WORK TASK
Within the records, find every line that includes the word "Returns" and copy it.

DATA SUPPLIED
:::

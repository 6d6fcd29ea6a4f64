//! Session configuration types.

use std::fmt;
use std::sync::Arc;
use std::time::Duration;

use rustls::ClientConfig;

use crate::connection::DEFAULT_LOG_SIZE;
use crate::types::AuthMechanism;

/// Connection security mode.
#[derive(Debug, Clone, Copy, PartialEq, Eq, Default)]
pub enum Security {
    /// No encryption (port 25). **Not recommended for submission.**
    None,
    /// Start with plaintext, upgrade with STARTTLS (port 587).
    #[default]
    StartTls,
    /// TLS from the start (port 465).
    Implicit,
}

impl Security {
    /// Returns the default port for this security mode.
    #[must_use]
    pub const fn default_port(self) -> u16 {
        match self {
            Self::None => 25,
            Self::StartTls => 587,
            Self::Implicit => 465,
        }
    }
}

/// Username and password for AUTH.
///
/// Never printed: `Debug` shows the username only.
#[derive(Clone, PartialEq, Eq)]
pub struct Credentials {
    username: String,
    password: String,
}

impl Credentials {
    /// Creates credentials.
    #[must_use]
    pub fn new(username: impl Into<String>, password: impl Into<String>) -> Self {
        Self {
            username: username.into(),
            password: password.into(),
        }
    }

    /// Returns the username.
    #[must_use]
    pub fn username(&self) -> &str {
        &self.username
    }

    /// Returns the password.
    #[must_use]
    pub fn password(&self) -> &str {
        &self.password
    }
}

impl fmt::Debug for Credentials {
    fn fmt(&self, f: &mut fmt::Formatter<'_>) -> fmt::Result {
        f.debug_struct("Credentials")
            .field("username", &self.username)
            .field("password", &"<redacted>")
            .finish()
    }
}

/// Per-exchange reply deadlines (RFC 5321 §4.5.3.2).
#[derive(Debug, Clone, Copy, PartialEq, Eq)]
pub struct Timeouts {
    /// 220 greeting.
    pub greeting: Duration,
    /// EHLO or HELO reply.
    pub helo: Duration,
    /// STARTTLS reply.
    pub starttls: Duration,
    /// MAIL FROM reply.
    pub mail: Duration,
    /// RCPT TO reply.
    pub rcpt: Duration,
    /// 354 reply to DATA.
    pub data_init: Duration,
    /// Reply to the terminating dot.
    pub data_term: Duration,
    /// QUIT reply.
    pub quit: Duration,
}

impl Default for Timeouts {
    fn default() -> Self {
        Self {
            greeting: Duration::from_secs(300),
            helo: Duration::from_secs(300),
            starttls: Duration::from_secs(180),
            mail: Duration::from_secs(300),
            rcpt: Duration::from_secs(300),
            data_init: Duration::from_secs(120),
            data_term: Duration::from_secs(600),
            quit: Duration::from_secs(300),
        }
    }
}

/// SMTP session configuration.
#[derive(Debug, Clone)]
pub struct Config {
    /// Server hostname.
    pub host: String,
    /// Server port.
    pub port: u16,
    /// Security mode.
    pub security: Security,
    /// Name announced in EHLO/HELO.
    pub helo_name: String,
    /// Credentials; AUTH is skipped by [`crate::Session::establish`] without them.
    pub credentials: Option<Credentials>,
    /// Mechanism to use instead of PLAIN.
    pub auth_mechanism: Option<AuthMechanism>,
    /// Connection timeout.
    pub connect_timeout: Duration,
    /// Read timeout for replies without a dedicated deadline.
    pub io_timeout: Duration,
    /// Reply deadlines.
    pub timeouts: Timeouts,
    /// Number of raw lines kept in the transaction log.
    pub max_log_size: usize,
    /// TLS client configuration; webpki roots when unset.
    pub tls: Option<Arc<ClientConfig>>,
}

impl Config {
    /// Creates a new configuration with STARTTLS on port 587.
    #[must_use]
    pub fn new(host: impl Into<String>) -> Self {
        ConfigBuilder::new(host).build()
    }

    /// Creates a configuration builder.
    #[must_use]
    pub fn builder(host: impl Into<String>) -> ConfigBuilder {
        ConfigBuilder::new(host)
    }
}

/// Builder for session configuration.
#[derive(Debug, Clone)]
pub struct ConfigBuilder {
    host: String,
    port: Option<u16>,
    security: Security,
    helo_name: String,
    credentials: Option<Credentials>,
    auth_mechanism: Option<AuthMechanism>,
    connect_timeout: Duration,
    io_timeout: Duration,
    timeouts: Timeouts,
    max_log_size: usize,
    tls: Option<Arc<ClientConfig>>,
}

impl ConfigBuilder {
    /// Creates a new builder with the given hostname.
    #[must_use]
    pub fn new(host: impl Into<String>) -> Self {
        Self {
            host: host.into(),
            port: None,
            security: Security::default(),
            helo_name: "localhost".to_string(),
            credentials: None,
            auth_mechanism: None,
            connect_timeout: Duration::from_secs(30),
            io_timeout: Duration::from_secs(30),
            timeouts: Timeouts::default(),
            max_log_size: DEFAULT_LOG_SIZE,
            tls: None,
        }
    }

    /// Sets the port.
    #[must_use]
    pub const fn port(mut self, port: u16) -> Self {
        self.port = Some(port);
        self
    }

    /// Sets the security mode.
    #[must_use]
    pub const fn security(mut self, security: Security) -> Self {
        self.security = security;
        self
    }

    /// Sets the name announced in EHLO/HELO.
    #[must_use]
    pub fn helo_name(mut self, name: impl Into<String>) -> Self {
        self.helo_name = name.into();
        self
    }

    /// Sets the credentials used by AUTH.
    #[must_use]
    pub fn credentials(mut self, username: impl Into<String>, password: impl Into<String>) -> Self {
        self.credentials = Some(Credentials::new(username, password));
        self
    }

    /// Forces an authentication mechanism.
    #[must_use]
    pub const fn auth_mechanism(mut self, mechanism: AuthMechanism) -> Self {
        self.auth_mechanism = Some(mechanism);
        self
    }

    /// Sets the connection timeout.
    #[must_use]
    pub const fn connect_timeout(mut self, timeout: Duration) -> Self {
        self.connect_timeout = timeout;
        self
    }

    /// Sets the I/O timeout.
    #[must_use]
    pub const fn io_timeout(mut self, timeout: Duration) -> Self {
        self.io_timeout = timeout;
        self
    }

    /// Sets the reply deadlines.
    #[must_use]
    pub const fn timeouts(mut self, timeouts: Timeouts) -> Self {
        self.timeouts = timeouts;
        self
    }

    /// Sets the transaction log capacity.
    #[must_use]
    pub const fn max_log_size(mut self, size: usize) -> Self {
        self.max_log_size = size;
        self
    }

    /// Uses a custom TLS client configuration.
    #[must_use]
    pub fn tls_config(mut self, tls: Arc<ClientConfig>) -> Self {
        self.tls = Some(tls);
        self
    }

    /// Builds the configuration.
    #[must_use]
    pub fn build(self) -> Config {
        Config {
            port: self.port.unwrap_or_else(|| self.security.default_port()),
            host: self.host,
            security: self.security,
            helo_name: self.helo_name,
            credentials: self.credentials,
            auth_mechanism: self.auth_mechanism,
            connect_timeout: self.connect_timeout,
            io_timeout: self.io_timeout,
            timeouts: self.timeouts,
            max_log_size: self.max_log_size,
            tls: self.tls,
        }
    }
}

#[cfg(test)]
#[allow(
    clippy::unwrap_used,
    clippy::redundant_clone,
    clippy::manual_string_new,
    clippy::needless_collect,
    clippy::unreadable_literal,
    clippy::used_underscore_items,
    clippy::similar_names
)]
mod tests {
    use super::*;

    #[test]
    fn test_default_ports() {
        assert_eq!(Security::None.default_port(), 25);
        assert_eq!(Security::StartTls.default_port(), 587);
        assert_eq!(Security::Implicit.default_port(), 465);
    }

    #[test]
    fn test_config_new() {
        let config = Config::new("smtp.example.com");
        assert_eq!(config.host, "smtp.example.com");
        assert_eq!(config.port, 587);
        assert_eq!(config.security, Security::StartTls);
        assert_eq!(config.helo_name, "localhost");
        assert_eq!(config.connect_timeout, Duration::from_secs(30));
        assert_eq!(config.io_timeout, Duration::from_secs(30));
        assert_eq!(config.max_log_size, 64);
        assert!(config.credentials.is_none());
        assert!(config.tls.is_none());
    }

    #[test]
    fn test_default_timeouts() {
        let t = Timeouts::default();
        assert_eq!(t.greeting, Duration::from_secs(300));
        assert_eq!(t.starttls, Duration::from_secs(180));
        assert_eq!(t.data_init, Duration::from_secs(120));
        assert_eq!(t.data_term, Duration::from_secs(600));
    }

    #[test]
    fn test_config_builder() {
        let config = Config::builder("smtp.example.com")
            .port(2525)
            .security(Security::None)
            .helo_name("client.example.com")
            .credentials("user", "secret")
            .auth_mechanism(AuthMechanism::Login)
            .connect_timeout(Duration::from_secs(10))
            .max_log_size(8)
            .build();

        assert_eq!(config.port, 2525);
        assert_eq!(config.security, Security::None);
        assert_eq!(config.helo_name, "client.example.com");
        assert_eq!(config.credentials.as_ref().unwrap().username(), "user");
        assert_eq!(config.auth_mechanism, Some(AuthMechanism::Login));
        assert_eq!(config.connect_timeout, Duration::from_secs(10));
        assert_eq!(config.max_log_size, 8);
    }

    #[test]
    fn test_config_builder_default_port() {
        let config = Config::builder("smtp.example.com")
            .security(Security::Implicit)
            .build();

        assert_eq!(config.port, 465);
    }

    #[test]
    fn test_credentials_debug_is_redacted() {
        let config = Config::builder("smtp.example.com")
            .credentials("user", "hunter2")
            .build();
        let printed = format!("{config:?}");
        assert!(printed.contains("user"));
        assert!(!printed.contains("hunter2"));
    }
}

:::

ANSWER BOX
    /// Returns the default port for this security mode.
    /// Returns the username.
    /// Returns the password.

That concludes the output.